Thursday, December 07, 2006

Roteiro "Labios sem Beijo" (2006)

"LÁBIOS SEM BEIJO"
roteiro de DÉBORA ROSSETTO e BRENO TURNES



FADE IN:
INT. QUARTO – DIA

O HOMEM, de calças de alfaiataria, camiseta branca e suspensórios, está deitado na cama de metal, com os braços cruzados sob a cabeça que repousa em dois travesseiros grandes e amassados.

HOMEM
(V. OVER.)
As possibilidades de fim são infinitas.

O Homem está deitado de lado, virado para as costas da MULHER, de vestido-camisola de cetim, também deitada, mas virada para fora da cama. Há um espaço entre eles.

HOMEM
(para MULHER)
A indiferença me cai bem,
lapidando as bordas de pedra crua que envolvem esta cova de distanciamento... Este que faz brotar das veias, congestionadas e escuras, a capacidade de con(v)ivência.

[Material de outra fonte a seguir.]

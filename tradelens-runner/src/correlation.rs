//! Pearson correlation of dated return series over their common dates.

use std::cmp::Ordering;

use chrono::NaiveDate;
use serde::{Deserialize, Serialize};

use crate::mds::correlation_distance;
use crate::metrics::mean_f64;

/// Minimum common observations for a correlation to be reported.
pub const MIN_COMMON_OBSERVATIONS: usize = 3;

/// Values of two date-ascending series on the dates both contain.
pub fn align_on_dates(a: &[(NaiveDate, f64)], b: &[(NaiveDate, f64)]) -> (Vec<f64>, Vec<f64>) {
    let (mut xs, mut ys) = (Vec::new(), Vec::new());
    let (mut i, mut j) = (0, 0);
    while i < a.len() && j < b.len() {
        match a[i].0.cmp(&b[j].0) {
            Ordering::Less => i += 1,
            Ordering::Greater => j += 1,
            Ordering::Equal => {
                xs.push(a[i].1);
                ys.push(b[j].1);
                i += 1;
                j += 1;
            }
        }
    }
    (xs, ys)
}

/// Sample Pearson correlation. `None` for short input or a constant series.
pub fn pearson(xs: &[f64], ys: &[f64]) -> Option<f64> {
    if xs.len() != ys.len() || xs.len() < MIN_COMMON_OBSERVATIONS {
        return None;
    }
    let (mx, my) = (mean_f64(xs), mean_f64(ys));
    let (mut sxy, mut sxx, mut syy) = (0.0, 0.0, 0.0);
    for (x, y) in xs.iter().zip(ys) {
        let (dx, dy) = (x - mx, y - my);
        sxy += dx * dy;
        sxx += dx * dx;
        syy += dy * dy;
    }
    let denom = (sxx * syy).sqrt();
    if denom < 1e-15 {
        return None;
    }
    Some((sxy / denom).clamp(-1.0, 1.0))
}

pub fn dated_correlation(a: &[(NaiveDate, f64)], b: &[(NaiveDate, f64)]) -> Option<f64> {
    let (xs, ys) = align_on_dates(a, b);
    pearson(&xs, &ys)
}

/// Symmetric matrix of pairwise correlations with a unit diagonal.
#[derive(Debug, Clone, PartialEq, Serialize, Deserialize)]
pub struct CorrelationMatrix {
    pub names: Vec<String>,
    pub values: Vec<Vec<Option<f64>>>,
}

impl CorrelationMatrix {
    pub fn compute(series: &[(String, Vec<(NaiveDate, f64)>)]) -> Self {
        let n = series.len();
        let mut values = vec![vec![None; n]; n];
        for i in 0..n {
            values[i][i] = Some(1.0);
            for j in (i + 1)..n {
                let rho = dated_correlation(&series[i].1, &series[j].1);
                values[i][j] = rho;
                values[j][i] = rho;
            }
        }
        Self {
            names: series.iter().map(|(name, _)| name.clone()).collect(),
            values,
        }
    }

    pub fn len(&self) -> usize {
        self.names.len()
    }

    pub fn is_empty(&self) -> bool {
        self.names.is_empty()
    }

    /// `sqrt(2 * (1 - rho))` per pair; undefined correlations count as zero.
    pub fn distances(&self) -> Vec<Vec<f64>> {
        self.values
            .iter()
            .map(|row| row.iter().map(|rho| correlation_distance(rho.unwrap_or(0.0))).collect())
            .collect()
    }
}
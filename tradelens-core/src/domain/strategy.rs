use serde::{Deserialize, Serialize};

use super::ids::{StrategyId, TagId};

#[derive(Debug, Clone, PartialEq, Eq, Serialize, Deserialize)]
pub struct Strategy {
    pub id: StrategyId,
    pub name: String,
}

#[derive(Debug, Clone, PartialEq, Eq, Serialize, Deserialize)]
pub struct Tag {
    pub id: TagId,
    pub name: String,
}
//! Market data acquired once before the day loop.
//!
//! Every instrument's bars and every foreign currency's fx series are fetched up
//! front in parallel. When an instrument has no price history, prior-period
//! position snapshots are turned into synthetic flat bars so the simulation can
//! continue with reduced fidelity.

use std::collections::HashMap;

use chrono::NaiveDate;
use rayon::prelude::*;
use tracing::{debug, warn};

use super::provider::{DataError, MarketDataSource};
use crate::domain::{Bar, FxRate, Instrument, InstrumentId, PriorPosition};
use crate::series::TimeSeries;

/// What was requested from the data source.
#[derive(Debug, Clone)]
pub struct MarketDataRequest<'a> {
    pub instruments: Vec<&'a Instrument>,
    pub currencies: Vec<String>,
    pub from: NaiveDate,
    pub to: NaiveDate,
    pub base_currency: String,
}

#[derive(Debug, Clone, Default)]
pub struct MarketData {
    prices: HashMap<InstrumentId, TimeSeries<Bar>>,
    fx: HashMap<String, TimeSeries<FxRate>>,
    base_currency: String,
    fallbacks: Vec<InstrumentId>,
}

impl MarketData {
    pub fn new(base_currency: impl Into<String>) -> Self {
        Self {
            base_currency: base_currency.into(),
            ..Self::default()
        }
    }

    /// Fetch everything the simulation will need.
    pub fn load(
        source: &dyn MarketDataSource,
        request: &MarketDataRequest<'_>,
        prior_positions: &[PriorPosition],
    ) -> Self {
        let mut data = Self::new(request.base_currency.clone());

        let fetched: Vec<(InstrumentId, Result<Vec<Bar>, DataError>)> = request
            .instruments
            .par_iter()
            .map(|inst| (inst.id, source.get_data(inst, request.from, request.to)))
            .collect();

        for (inst, (id, result)) in request.instruments.iter().zip(fetched) {
            match result {
                Ok(bars) if !bars.is_empty() => {
                    debug!(symbol = %inst.symbol, bars = bars.len(), "loaded price series");
                    data.prices.insert(id, TimeSeries::new(bars));
                }
                other => {
                    let reason = match other {
                        Err(e) => e.to_string(),
                        Ok(_) => "empty series".to_string(),
                    };
                    let synthetic = synthetic_bars(id, prior_positions, request.from, request.to);
                    if synthetic.is_empty() {
                        warn!(symbol = %inst.symbol, %reason, "no price data and no prior positions; marks will use fill prices");
                    } else {
                        warn!(symbol = %inst.symbol, %reason, bars = synthetic.len(), "no price data; using prior position snapshots");
                        data.prices.insert(id, TimeSeries::new(synthetic));
                        data.fallbacks.push(id);
                    }
                }
            }
        }

        let foreign: Vec<&String> = request
            .currencies
            .iter()
            .filter(|c| **c != request.base_currency)
            .collect();
        let fetched_fx: Vec<(String, Result<Vec<FxRate>, DataError>)> = foreign
            .par_iter()
            .map(|c| ((*c).clone(), source.get_fx_rate_series(c)))
            .collect();
        for (currency, result) in fetched_fx {
            match result {
                Ok(rates) if !rates.is_empty() => {
                    data.fx.insert(currency, TimeSeries::new(rates));
                }
                Ok(_) => warn!(%currency, "empty fx series; order rates will be used"),
                Err(e) => warn!(%currency, error = %e, "fx series unavailable; order rates will be used"),
            }
        }

        data
    }

    pub fn insert_prices(&mut self, instrument: InstrumentId, bars: Vec<Bar>) {
        self.prices.insert(instrument, TimeSeries::new(bars));
    }

    pub fn insert_fx(&mut self, currency: impl Into<String>, rates: Vec<FxRate>) {
        self.fx.insert(currency.into(), TimeSeries::new(rates));
    }

    /// Advance every cursor to `date`.
    pub fn progress_to(&mut self, date: NaiveDate) {
        for series in self.prices.values_mut() {
            series.progress_to(date);
        }
        for series in self.fx.values_mut() {
            series.progress_to(date);
        }
    }

    /// Current close for `instrument`, if any bar has been reached.
    pub fn close(&self, instrument: InstrumentId) -> Option<f64> {
        self.prices
            .get(&instrument)
            .and_then(|s| s.current())
            .map(|b| b.close)
    }

    /// Current bar, only if it is dated exactly `date`.
    pub fn bar_on(&self, instrument: InstrumentId, date: NaiveDate) -> Option<&Bar> {
        self.prices
            .get(&instrument)
            .and_then(|s| s.current())
            .filter(|b| b.date == date)
    }

    /// Current rate to base. The base currency always converts at 1.
    pub fn fx_rate(&self, currency: &str) -> Option<f64> {
        if currency == self.base_currency {
            return Some(1.0);
        }
        self.fx
            .get(currency)
            .and_then(|s| s.current())
            .map(|r| r.rate)
    }

    pub fn prices(&self, instrument: InstrumentId) -> Option<&TimeSeries<Bar>> {
        self.prices.get(&instrument)
    }

    /// Every date on which any price series has a bar.
    pub fn bar_dates(&self) -> impl Iterator<Item = NaiveDate> + '_ {
        self.prices
            .values()
            .flat_map(|s| s.items().iter().map(|b| b.date))
    }

    pub fn base_currency(&self) -> &str {
        &self.base_currency
    }

    /// Instruments priced from prior position snapshots.
    pub fn fallback_instruments(&self) -> &[InstrumentId] {
        &self.fallbacks
    }
}

fn synthetic_bars(
    instrument: InstrumentId,
    prior_positions: &[PriorPosition],
    from: NaiveDate,
    to: NaiveDate,
) -> Vec<Bar> {
    prior_positions
        .iter()
        .filter(|p| p.instrument_id == instrument && p.date >= from && p.date <= to)
        .map(|p| Bar::flat(p.date, p.price))
        .collect()
}
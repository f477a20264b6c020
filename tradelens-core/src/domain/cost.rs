//! Average-cost bookkeeping for a signed quantity.
//!
//! Shared by `Trade::recompute` and the simulation's positions so both agree on
//! realized P&L.

use serde::{Deserialize, Serialize};

const QTY_EPSILON: f64 = 1e-9;

/// Signed running quantity with its average entry price.
#[derive(Debug, Clone, Copy, Default, PartialEq, Serialize, Deserialize)]
pub struct AverageCost {
    pub quantity: f64,
    pub avg_price: f64,
}

/// How a single fill split into closing and opening parts.
#[derive(Debug, Clone, Copy, Default, PartialEq)]
pub struct CostFill {
    /// Signed part of the fill that reduced the existing position.
    pub closing: f64,
    /// Signed part of the fill that opened or extended a position.
    pub opening: f64,
    /// Realized P&L in price units (multiply by contract multiplier and fx).
    pub realized: f64,
    /// Average price the closing part was matched against.
    pub matched_price: f64,
    /// Sign of the position before the fill: 1 long, -1 short, 0 flat.
    pub prior_sign: f64,
}

impl AverageCost {
    pub fn is_flat(&self) -> bool {
        self.quantity.abs() < QTY_EPSILON
    }

    /// Apply a signed fill at `price`.
    pub fn apply(&mut self, qty: f64, price: f64) -> CostFill {
        let prior_sign = if self.is_flat() { 0.0 } else { self.quantity.signum() };
        let matched_price = self.avg_price;

        let closing = if prior_sign != 0.0 && qty.signum() != prior_sign {
            qty.signum() * qty.abs().min(self.quantity.abs())
        } else {
            0.0
        };
        let opening = qty - closing;
        let realized = -closing * (price - matched_price);

        self.quantity += closing;
        if self.is_flat() {
            self.quantity = 0.0;
            self.avg_price = 0.0;
        }

        if opening.abs() >= QTY_EPSILON {
            let new_qty = self.quantity + opening;
            self.avg_price = (self.avg_price * self.quantity + price * opening) / new_qty;
            self.quantity = new_qty;
        }

        CostFill {
            closing,
            opening: if opening.abs() < QTY_EPSILON { 0.0 } else { opening },
            realized,
            matched_price,
            prior_sign,
        }
    }
}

O Homem olha para a mulher. A Mulher ri e sussurra algo ao ouvido dele. Ele não reage. Ela fica séria e o empurra para longe, com pouca força.

HOMEM
(V. OVER.)
Eu cansei de olhar pra ela(eu), que escarnece quando me olha (ela), e que sussurra o que eu sou (nós) - não dela, ou tão pouco, tampouco.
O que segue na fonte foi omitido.